▶ **What is needed**
Go through the entries below and copy every line that holds the word "series".

▶ **Records**

//! Row-normalised, symmetrised confusion matrices.

use anyhow::{bail, Result};
use ndarray::{Array1, Array2, ArrayView1};

/// Confusion matrix after row normalisation and symmetrisation.
///
/// Entry `(i, j)` is the average of "true `i` predicted as `j`" and
/// "true `j` predicted as `i`", each as a fraction of its true class.
/// Classes with no samples produce NaN rows (and columns, after
/// symmetrisation).
#[derive(Debug, Clone)]
pub struct ConfusionMatrix {
    values: Array2<f32>,
}

impl ConfusionMatrix {
    pub fn build(labels: &[usize], preds: &[usize], num_classes: usize) -> Result<Self> {
        let counts = counts(labels, preds, num_classes)?;
        Ok(Self {
            values: symmetrize(&normalize_rows(&counts)),
        })
    }

    pub fn num_classes(&self) -> usize {
        self.values.nrows()
    }

    /// Per-class accuracy (the diagonal).
    pub fn diagonal(&self) -> Array1<f32> {
        self.values.diag().to_owned()
    }

    /// Strict upper triangle; everything on or below the diagonal is 0.
    pub fn upper_triangle(&self) -> Array2<f32> {
        let mut out = self.values.clone();
        for ((i, j), v) in out.indexed_iter_mut() {
            if j <= i {
                *v = 0.0;
            }
        }
        out
    }

    /// The `k` classes most often confused with `class`, strongest first.
    pub fn top_confusions(&self, class: usize, k: usize) -> Vec<(usize, f32)> {
        if class >= self.num_classes() {
            return vec![];
        }
        let mut row: Vec<(usize, f32)> = self
            .values
            .row(class)
            .iter()
            .copied()
            .enumerate()
            .filter(|&(j, v)| j != class && v.is_finite() && v > 0.0)
            .collect();
        row.sort_by(|a, b| b.1.total_cmp(&a.1));
        row.truncate(k);
        row
    }
}

/// Difference of the strict upper triangles, `triu(a, 1) - triu(b, 1)`.
pub fn upper_triangle_diff(a: &ConfusionMatrix, b: &ConfusionMatrix) -> Array2<f32> {
    a.upper_triangle() - b.upper_triangle()
}

/// Raw counts; rows are true classes, columns predicted classes.
///
/// Pairs where either id falls outside `0..num_classes` are skipped.
pub fn counts(labels: &[usize], preds: &[usize], num_classes: usize) -> Result<Array2<f32>> {
    if labels.len() != preds.len() {
        bail!(
            "Label and prediction vectors differ in length ({} vs {})",
            labels.len(),
            preds.len()
        );
    }
    let mut cm = Array2::<f32>::zeros((num_classes, num_classes));
    for (&t, &p) in labels.iter().zip(preds) {
        if t < num_classes && p < num_classes {
            cm[[t, p]] += 1.0;
        }
    }
    Ok(cm)
}

/// Divide each row by its sum.  A zero row becomes NaN.
pub fn normalize_rows(counts: &Array2<f32>) -> Array2<f32> {
    let sums = counts.sum_axis(ndarray::Axis(1));
    let mut out = counts.clone();
    for (mut row, &s) in out.rows_mut().into_iter().zip(sums.iter()) {
        row.mapv_inplace(|v| v / s);
    }
    out
}

/// `(m + mᵀ) / 2`.
pub fn symmetrize(m: &Array2<f32>) -> Array2<f32> {
    (m + &m.t()) / 2.0
}

/// Fraction of positions where `preds` matches `labels`.
pub fn top1_accuracy(labels: &[usize], preds: &[usize]) -> f32 {
    if labels.is_empty() {
        return f32::NAN;
    }
    let hits = labels.iter().zip(preds).filter(|(t, p)| t == p).count();
    hits as f32 / labels.len() as f32
}

/// Element-wise `a - b`.
pub fn diagonal_delta(a: ArrayView1<f32>, b: ArrayView1<f32>) -> Array1<f32> {
    &a - &b
}
//! Line chart of per-class accuracy change, sorted ascending.

use std::ops::Range;
use std::path::Path;

use anyhow::{Context, Result};
use plotters::prelude::*;
use tracing::debug;

/// Y axis limits in percent.
const Y_RANGE: Range<f32> = -100.0..100.0;
/// Fraction of the class count added as padding on each side of the x axis.
const X_PAD_FRACTION: f32 = 0.005;

/// `(index, value)` points, skipping non-finite values.
pub fn series(sorted_pct: &[f32]) -> Vec<(f32, f32)> {
    sorted_pct
        .iter()
        .enumerate()
        .filter(|(_, v)| v.is_finite())
        .map(|(i, &v)| (i as f32, v))
        .collect()
}

/// `[-pad, n + pad]` with `pad = floor(n * 0.005)`.
pub fn x_range(n: usize) -> Range<f32> {
    let pad = (n as f32 * X_PAD_FRACTION).floor();
    -pad..(n as f32 + pad)
}

/// Render the chart to `out_path` (SVG).
pub fn render(out_path: &Path, title: &str, sorted_pct: &[f32]) -> Result<()> {
    let root = SVGBackend::new(out_path, (1000, 700)).into_drawing_area();
    root.fill(&WHITE).context("Cannot clear chart")?;

    let mut chart = ChartBuilder::on(&root)
        .caption(title, ("sans-serif", 16))
        .margin(10)
        .x_label_area_size(40)
        .y_label_area_size(60)
        .build_cartesian_2d(x_range(sorted_pct.len()), Y_RANGE)
        .context("Cannot build chart")?;

    chart
        .configure_mesh()
        .x_desc("sorted categories")
        .y_desc("accuracy difference (%)")
        .axis_desc_style(("sans-serif", 14))
        .draw()
        .context("Cannot draw chart mesh")?;

    chart
        .draw_series(LineSeries::new(series(sorted_pct), BLUE.stroke_width(2)))
        .context("Cannot draw accuracy series")?;

    root.present()
        .with_context(|| format!("Cannot write chart to {}", out_path.display()))?;
    debug!("Summary chart written to {}", out_path.display());
    Ok(())
}
//! Rank classes by how much the geo-prior changed their accuracy.

use std::cmp::Ordering;

use anyhow::{bail, Result};
use ndarray::Array1;

use crate::confusion::{self, ConfusionMatrix};

/// Number of entries skipped at each end of the sorted order when picking
/// the worst and best classes (1 selects the 2nd worst and 2nd best).
pub const EXTREME_SKIP: usize = 1;

/// Accuracy deltas and their ascending order.
#[derive(Debug, Clone)]
pub struct Ranking {
    /// `diag(geo) - diag(no_prior)`, indexed by class id.
    pub delta: Array1<f32>,
    /// Class ids sorted by ascending delta (stable, NaN last).
    pub order: Vec<usize>,
}

impl Ranking {
    pub fn new(geo_net: &ConfusionMatrix, no_prior: &ConfusionMatrix) -> Result<Self> {
        if geo_net.num_classes() != no_prior.num_classes() {
            bail!(
                "Confusion matrices differ in size ({} vs {})",
                geo_net.num_classes(),
                no_prior.num_classes()
            );
        }
        let delta = confusion::diagonal_delta(
            geo_net.diagonal().view(),
            no_prior.diagonal().view(),
        );
        Ok(Self::from_delta(delta))
    }

    pub fn from_delta(delta: Array1<f32>) -> Self {
        let mut order: Vec<usize> = (0..delta.len()).collect();
        order.sort_by(|&a, &b| nan_last(delta[a], delta[b]));
        Self { delta, order }
    }

    pub fn len(&self) -> usize {
        self.order.len()
    }

    /// Sorted deltas in percent, ready for plotting.
    pub fn sorted_delta_pct(&self) -> Vec<f32> {
        self.order.iter().map(|&i| self.delta[i] * 100.0).collect()
    }

    /// Class whose accuracy dropped the most, after skipping the extreme.
    pub fn worst(&self) -> Result<usize> {
        self.ensure_enough()?;
        Ok(self.order[EXTREME_SKIP])
    }

    /// Class whose accuracy improved the most, after skipping the extreme.
    pub fn best(&self) -> Result<usize> {
        self.ensure_enough()?;
        Ok(self.order[self.order.len() - 1 - EXTREME_SKIP])
    }

    fn ensure_enough(&self) -> Result<()> {
        if self.order.len() <= EXTREME_SKIP {
            bail!(
                "Need more than {EXTREME_SKIP} class(es) to pick classes of interest, have {}",
                self.order.len()
            );
        }
        Ok(())
    }
}

/// Total order on `f32` that puts every NaN after every number.
fn nan_last(a: f32, b: f32) -> Ordering {
    match (a.is_nan(), b.is_nan()) {
        (true, true) => Ordering::Equal,
        (true, false) => Ordering::Greater,
        (false, true) => Ordering::Less,
        (false, false) => a.partial_cmp(&b).unwrap_or(Ordering::Equal),
    }
}

#[cfg(test)]
mod tests {
    use super::*;
    use ndarray::array;

    #[test]
    fn test_sorted_non_decreasing() {
        let r = Ranking::from_delta(array![0.3, -0.2, 0.0, 0.9, -0.7]);
        assert_eq!(r.order, vec![4, 1, 2, 0, 3]);
        let sorted = r.sorted_delta_pct();
        assert!(sorted.windows(2).all(|w| w[0] <= w[1]));
    }

    #[test]
    fn test_second_worst_and_best() {
        let r = Ranking::from_delta(array![0.3, -0.2, 0.0, 0.9, -0.7]);
        assert_eq!(r.worst().unwrap(), 1);
        assert_eq!(r.best().unwrap(), 0);
    }

    #[test]
    fn test_nan_sorts_last_and_ties_are_stable() {
        let r = Ranking::from_delta(array![f32::NAN, 0.1, 0.1, -0.1]);
        assert_eq!(r.order, vec![3, 1, 2, 0]);
    }

    #[test]
    fn test_too_few_classes() {
        let r = Ranking::from_delta(array![0.5]);
        assert!(r.worst().is_err());
        assert!(r.best().is_err());
    }

    #[test]
    fn test_identical_predictions_give_zero_delta() {
        let labels = [0, 1, 1, 2, 2, 2];
        let preds = [0, 2, 1, 2, 0, 2];
        let a = ConfusionMatrix::build(&labels, &preds, 3).unwrap();
        let b = ConfusionMatrix::build(&labels, &preds, 3).unwrap();
        let r = Ranking::new(&a, &b).unwrap();
        assert_eq!(r.len(), 3);
        assert!(r.sorted_delta_pct().iter().all(|&v| v == 0.0));
    }

    #[test]
    fn test_delta_length_matches_class_count() {
        let labels = [0, 1, 2, 3];
        let no_prior = ConfusionMatrix::build(&labels, &[1, 1, 2, 0], 4).unwrap();
        let geo = ConfusionMatrix::build(&labels, &[0, 1, 2, 3], 4).unwrap();
        let r = Ranking::new(&geo, &no_prior).unwrap();
        assert_eq!(r.delta.len(), 4);
        assert_eq!(r.delta[0], 1.0);
        assert_eq!(r.delta[1], 0.0);
    }
}
//! Error types for notification delivery, stream probing and the event log

use std::fmt;

/// Errors raised by a notification backend
#[derive(Debug)]
pub enum DeliveryError {
    /// Connection, TLS or authentication failure
    Transport(String),

    /// The remote end answered but refused the message
    Rejected { status: u16, body: String },

    /// The message could not be built (bad address, encoding)
    InvalidMessage(String),

    /// The backend is misconfigured
    Config(String),
}

impl fmt::Display for DeliveryError {
    fn fmt(&self, f: &mut fmt::Formatter<'_>) -> fmt::Result {
        match self {
            DeliveryError::Transport(msg) => write!(f, "transport failure: {}", msg),
            DeliveryError::Rejected { status, body } => {
                write!(f, "rejected with status {}: {}", status, body)
            }
            DeliveryError::InvalidMessage(msg) => write!(f, "invalid message: {}", msg),
            DeliveryError::Config(msg) => write!(f, "invalid backend configuration: {}", msg),
        }
    }
}

impl std::error::Error for DeliveryError {}

impl From<reqwest::Error> for DeliveryError {
    fn from(err: reqwest::Error) -> Self {
        DeliveryError::Transport(err.to_string())
    }
}

impl From<lettre::transport::smtp::Error> for DeliveryError {
    fn from(err: lettre::transport::smtp::Error) -> Self {
        DeliveryError::Transport(err.to_string())
    }
}

impl From<lettre::error::Error> for DeliveryError {
    fn from(err: lettre::error::Error) -> Self {
        DeliveryError::InvalidMessage(err.to_string())
    }
}

impl From<lettre::address::AddressError> for DeliveryError {
    fn from(err: lettre::address::AddressError) -> Self {
        DeliveryError::InvalidMessage(err.to_string())
    }
}

/// Reasons a stream sample could not be obtained or decoded
#[derive(Debug)]
pub enum ProbeError {
    /// The decoder process could not be started
    Spawn(std::io::Error),

    /// The decoder exited unsuccessfully
    ExitStatus(Option<i32>),

    /// The decoder exited cleanly but left no artifact behind
    MissingArtifact,

    /// The artifact exists but could not be turned into samples
    Decode(String),
}

impl fmt::Display for ProbeError {
    fn fmt(&self, f: &mut fmt::Formatter<'_>) -> fmt::Result {
        match self {
            ProbeError::Spawn(err) => write!(f, "failed to start decoder: {}", err),
            ProbeError::ExitStatus(Some(code)) => write!(f, "decoder exited with code {}", code),
            ProbeError::ExitStatus(None) => write!(f, "decoder terminated by signal"),
            ProbeError::MissingArtifact => write!(f, "decoder produced no sample"),
            ProbeError::Decode(msg) => write!(f, "failed to decode sample: {}", msg),
        }
    }
}

impl std::error::Error for ProbeError {
    fn source(&self) -> Option<&(dyn std::error::Error + 'static)> {
        match self {
            ProbeError::Spawn(err) => Some(err),
            _ => None,
        }
    }
}

/// Result type alias for event log operations
pub type EventLogResult<T> = Result<T, EventLogError>;

/// Errors from reading or writing the daily log files
#[derive(Debug)]
pub enum EventLogError {
    /// I/O error (file access, directory listing)
    Io(std::io::Error),
}

impl fmt::Display for EventLogError {
    fn fmt(&self, f: &mut fmt::Formatter<'_>) -> fmt::Result {
        match self {
            EventLogError::Io(err) => write!(f, "event log I/O error: {}", err),
        }
    }
}

impl std::error::Error for EventLogError {
    fn source(&self) -> Option<&(dyn std::error::Error + 'static)> {
        match self {
            EventLogError::Io(err) => Some(err),
        }
    }
}

impl From<std::io::Error> for EventLogError {
    fn from(err: std::io::Error) -> Self {
        EventLogError::Io(err)
    }
}
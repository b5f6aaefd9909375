//! One pass of the watchdog
//!
//! ```text
//! prune logs → day/night mode → check every configured channel → alert on failures
//!            → remove artifacts → summary (inside a trigger band)
//! ```
//!
//! A cycle never fails: every problem ends up in the event log or in an
//! alert, and the process exits normally afterwards.

use std::sync::Arc;

use tracing::{debug, error, info, instrument, warn};

use crate::alerts::{AlertDispatcher, DispatchReport};
use crate::clock::Clock;
use crate::config::Config;
use crate::event_log::{Entry, EventLog};
use crate::probe::ffmpeg::FfmpegProbe;
use crate::summary::{SummaryAggregator, SummaryWindow};
use crate::{Channel, ChannelRole};

use super::health::{ChannelHealthEvaluator, DailyMode, HealthStatus};

pub const ALERT_SUBJECT: &str = "🚨 ALERT: problems detected on streams";

/// Behaviour knobs for a cycle.
#[derive(Debug, Clone, Copy)]
pub struct CycleOptions {
    pub retention_days: u32,
    pub summary_once_per_band: bool,
}

/// What a cycle did, mostly for tests and tracing.
#[derive(Debug)]
pub struct CycleReport {
    pub mode: DailyMode,
    pub statuses: Vec<(ChannelRole, HealthStatus)>,
    pub alert: Option<DispatchReport>,
    pub summary: Option<SummaryOutcome>,
}

#[derive(Debug)]
pub enum SummaryOutcome {
    Sent(DispatchReport),
    /// Generation failed; a degraded notice went out instead
    Degraded(DispatchReport),
    /// A summary for this band is already on record
    Skipped,
}

pub struct MonitorCycle {
    channels: Vec<Channel>,
    evaluator: ChannelHealthEvaluator,
    dispatcher: AlertDispatcher,
    aggregator: SummaryAggregator,
    log: EventLog,
    clock: Arc<dyn Clock>,
    options: CycleOptions,
}

impl MonitorCycle {
    pub fn new(
        channels: Vec<Channel>,
        evaluator: ChannelHealthEvaluator,
        dispatcher: AlertDispatcher,
        log: EventLog,
        options: CycleOptions,
    ) -> Self {
        let aggregator = SummaryAggregator::new(log.clone(), channels.clone());
        let clock = log.clock().clone();
        Self {
            channels,
            evaluator,
            dispatcher,
            aggregator,
            log,
            clock,
            options,
        }
    }

    /// Wire up the production collaborators for `config`.
    pub fn from_config(config: &Config, clock: Arc<dyn Clock>) -> Self {
        let log = EventLog::new(config.log_dir.clone(), clock);
        let evaluator = ChannelHealthEvaluator::new(Arc::new(FfmpegProbe::new(config)));
        let dispatcher = AlertDispatcher::from_config(config, log.clone());
        let options = CycleOptions {
            retention_days: config.retention_days,
            summary_once_per_band: config.summary_once_per_band,
        };
        Self::new(config.channels(), evaluator, dispatcher, log, options)
    }

    #[instrument(skip(self))]
    pub async fn run(&self) -> CycleReport {
        match self.log.prune(self.options.retention_days) {
            Ok(removed) if !removed.is_empty() => info!("pruned {} log files", removed.len()),
            Ok(_) => {}
            Err(e) => error!("failed to prune logs: {e}"),
        }

        self.log.record(&Entry::CycleStarted);

        let mode = DailyMode::at(self.clock.now());
        debug!("running in {mode:?}");

        let mut statuses = vec![];
        for channel in self.channels.iter().filter(|channel| channel.is_configured()) {
            let status = self.evaluator.evaluate(channel, mode).await;
            self.record_check(channel.role, &status, mode);
            statuses.push((channel.role, status));
        }

        let failures: Vec<String> = statuses
            .iter()
            .filter_map(|(role, status)| status.alert_line(*role))
            .collect();

        let alert = if failures.is_empty() {
            None
        } else {
            let body = format!(
                "The following problems were detected:\n\n{}",
                failures.join("\n")
            );
            Some(self.dispatcher.dispatch(ALERT_SUBJECT, &body).await)
        };

        self.evaluator.probe().cleanup();

        let summary = self.maybe_summarize().await;

        CycleReport {
            mode,
            statuses,
            alert,
            summary,
        }
    }

    fn record_check(&self, role: ChannelRole, status: &HealthStatus, mode: DailyMode) {
        let night = mode == DailyMode::Nighttime;
        if night && status.is_ok() {
            self.log.record(&Entry::NightMode(role));
        }
        self.log.record(&Entry::Check {
            channel: role,
            status: status.event_status(),
            night,
        });
    }

    async fn maybe_summarize(&self) -> Option<SummaryOutcome> {
        let now = self.clock.now();
        let window = SummaryWindow::triggered_at(now)?;

        if self.options.summary_once_per_band {
            match self.aggregator.already_sent(window.band, now) {
                Ok(true) => {
                    debug!("summary for {:?} band already sent", window.band);
                    return Some(SummaryOutcome::Skipped);
                }
                Ok(false) => {}
                Err(e) => warn!("could not check for an earlier summary, sending anyway: {e}"),
            }
        }

        self.log.record(&Entry::SummaryStarted {
            from: window.start,
            to: window.end,
        });

        match self.aggregator.summarize(&window) {
            Ok(report) => {
                let sent = self.dispatcher.dispatch_chat(&report.to_string()).await;
                // only a delivered summary counts for the once-per-band guard
                if sent.chat.is_ok() {
                    self.log.record(&Entry::SummarySent {
                        primary: report.tally(ChannelRole::Primary),
                        secondary: report.tally(ChannelRole::Secondary),
                    });
                }
                Some(SummaryOutcome::Sent(sent))
            }
            Err(e) => {
                error!("failed to build summary: {e}");
                self.log.record(&Entry::SummaryFailed {
                    error: e.to_string(),
                });
                let notice = format!(
                    "⚠️ Error generating the summary of the last {}h: {e}",
                    crate::summary::WINDOW_HOURS
                );
                Some(SummaryOutcome::Degraded(
                    self.dispatcher.dispatch_chat(&notice).await,
                ))
            }
        }
    }
}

▶ **Answer to this exercise**
pub fn series(sorted_pct: &[f32]) -> Vec<(f32, f32)> {
        .draw_series(LineSeries::new(series(sorted_pct), BLUE.stroke_width(2)))
        .context("Cannot draw accuracy series")?;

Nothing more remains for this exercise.